* [Problem] Look through the lines below, find those with the word "UseSeed", and copy them.

-=-=-

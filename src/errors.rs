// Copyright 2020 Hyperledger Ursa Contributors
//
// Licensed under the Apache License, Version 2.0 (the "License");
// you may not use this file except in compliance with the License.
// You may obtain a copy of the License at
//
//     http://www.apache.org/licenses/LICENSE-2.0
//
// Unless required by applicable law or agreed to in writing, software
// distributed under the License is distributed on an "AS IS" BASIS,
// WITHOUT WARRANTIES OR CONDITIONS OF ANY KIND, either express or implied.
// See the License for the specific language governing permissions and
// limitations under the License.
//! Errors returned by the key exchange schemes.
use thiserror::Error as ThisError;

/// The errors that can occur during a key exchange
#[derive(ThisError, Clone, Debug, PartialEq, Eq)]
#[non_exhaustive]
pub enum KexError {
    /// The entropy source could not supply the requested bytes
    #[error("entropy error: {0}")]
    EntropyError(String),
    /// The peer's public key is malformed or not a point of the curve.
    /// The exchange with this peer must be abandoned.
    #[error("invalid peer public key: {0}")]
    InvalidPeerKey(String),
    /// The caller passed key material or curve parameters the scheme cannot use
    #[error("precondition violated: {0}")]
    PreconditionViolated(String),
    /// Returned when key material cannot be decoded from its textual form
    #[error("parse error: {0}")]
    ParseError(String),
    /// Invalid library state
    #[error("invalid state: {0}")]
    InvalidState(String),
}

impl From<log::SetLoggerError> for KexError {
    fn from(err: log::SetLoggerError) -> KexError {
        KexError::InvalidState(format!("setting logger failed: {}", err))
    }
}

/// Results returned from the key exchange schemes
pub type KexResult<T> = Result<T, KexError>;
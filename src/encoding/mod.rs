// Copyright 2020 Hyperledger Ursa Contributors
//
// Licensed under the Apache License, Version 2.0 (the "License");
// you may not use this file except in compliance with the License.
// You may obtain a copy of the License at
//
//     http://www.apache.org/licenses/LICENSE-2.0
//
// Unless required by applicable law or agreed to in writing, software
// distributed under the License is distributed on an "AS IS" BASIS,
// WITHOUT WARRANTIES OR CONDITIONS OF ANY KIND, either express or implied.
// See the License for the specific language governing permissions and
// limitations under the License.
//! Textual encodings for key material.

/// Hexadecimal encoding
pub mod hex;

-=-=-

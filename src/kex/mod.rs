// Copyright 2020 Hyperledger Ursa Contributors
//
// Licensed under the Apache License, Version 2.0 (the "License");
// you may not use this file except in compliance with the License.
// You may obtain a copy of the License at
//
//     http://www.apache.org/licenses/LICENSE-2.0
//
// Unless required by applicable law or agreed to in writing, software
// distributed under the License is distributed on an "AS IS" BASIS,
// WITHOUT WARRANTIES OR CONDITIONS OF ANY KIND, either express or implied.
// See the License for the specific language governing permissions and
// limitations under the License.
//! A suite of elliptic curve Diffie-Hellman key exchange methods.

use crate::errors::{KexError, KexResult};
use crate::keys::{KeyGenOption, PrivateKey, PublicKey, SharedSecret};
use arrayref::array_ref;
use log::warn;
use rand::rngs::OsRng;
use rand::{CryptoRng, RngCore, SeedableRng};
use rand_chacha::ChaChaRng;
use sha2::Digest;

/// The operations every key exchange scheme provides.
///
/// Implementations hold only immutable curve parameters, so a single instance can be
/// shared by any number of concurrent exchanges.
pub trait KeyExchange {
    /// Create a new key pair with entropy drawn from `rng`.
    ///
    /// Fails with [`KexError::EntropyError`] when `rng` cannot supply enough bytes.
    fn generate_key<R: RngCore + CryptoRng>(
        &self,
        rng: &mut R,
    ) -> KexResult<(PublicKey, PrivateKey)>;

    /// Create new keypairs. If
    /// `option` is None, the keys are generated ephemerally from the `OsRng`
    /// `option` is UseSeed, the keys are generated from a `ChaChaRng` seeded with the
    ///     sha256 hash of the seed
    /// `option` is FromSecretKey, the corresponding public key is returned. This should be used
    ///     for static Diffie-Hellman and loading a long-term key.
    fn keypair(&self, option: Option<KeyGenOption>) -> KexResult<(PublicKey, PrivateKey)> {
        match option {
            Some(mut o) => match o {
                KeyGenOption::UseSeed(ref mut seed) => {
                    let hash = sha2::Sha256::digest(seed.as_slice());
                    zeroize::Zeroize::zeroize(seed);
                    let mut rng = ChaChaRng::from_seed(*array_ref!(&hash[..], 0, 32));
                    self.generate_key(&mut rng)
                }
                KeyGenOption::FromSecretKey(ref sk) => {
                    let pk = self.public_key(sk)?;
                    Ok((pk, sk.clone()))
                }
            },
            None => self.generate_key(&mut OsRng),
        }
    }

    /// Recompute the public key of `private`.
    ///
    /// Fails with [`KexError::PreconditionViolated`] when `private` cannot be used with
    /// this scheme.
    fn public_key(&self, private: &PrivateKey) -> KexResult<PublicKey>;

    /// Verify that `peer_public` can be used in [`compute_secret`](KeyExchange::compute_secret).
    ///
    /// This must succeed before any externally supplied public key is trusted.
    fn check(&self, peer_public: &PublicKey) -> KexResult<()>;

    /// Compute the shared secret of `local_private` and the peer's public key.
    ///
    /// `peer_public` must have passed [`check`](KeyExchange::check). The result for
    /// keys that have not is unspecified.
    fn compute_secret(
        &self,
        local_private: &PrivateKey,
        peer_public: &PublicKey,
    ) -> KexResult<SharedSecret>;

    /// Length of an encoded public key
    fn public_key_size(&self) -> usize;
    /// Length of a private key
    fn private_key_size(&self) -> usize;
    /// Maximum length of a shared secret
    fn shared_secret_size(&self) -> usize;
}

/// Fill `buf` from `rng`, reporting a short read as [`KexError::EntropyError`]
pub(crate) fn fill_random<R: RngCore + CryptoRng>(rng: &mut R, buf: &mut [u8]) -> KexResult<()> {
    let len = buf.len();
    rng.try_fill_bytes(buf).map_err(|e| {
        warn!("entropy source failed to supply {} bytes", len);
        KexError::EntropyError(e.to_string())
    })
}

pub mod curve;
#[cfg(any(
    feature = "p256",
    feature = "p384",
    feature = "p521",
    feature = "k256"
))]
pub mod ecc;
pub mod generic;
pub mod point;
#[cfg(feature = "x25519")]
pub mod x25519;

-=-=-

* [Solution to this exercise]
    /// `option` is UseSeed, the keys are generated from a `ChaChaRng` seeded with the
                KeyGenOption::UseSeed(ref mut seed) => {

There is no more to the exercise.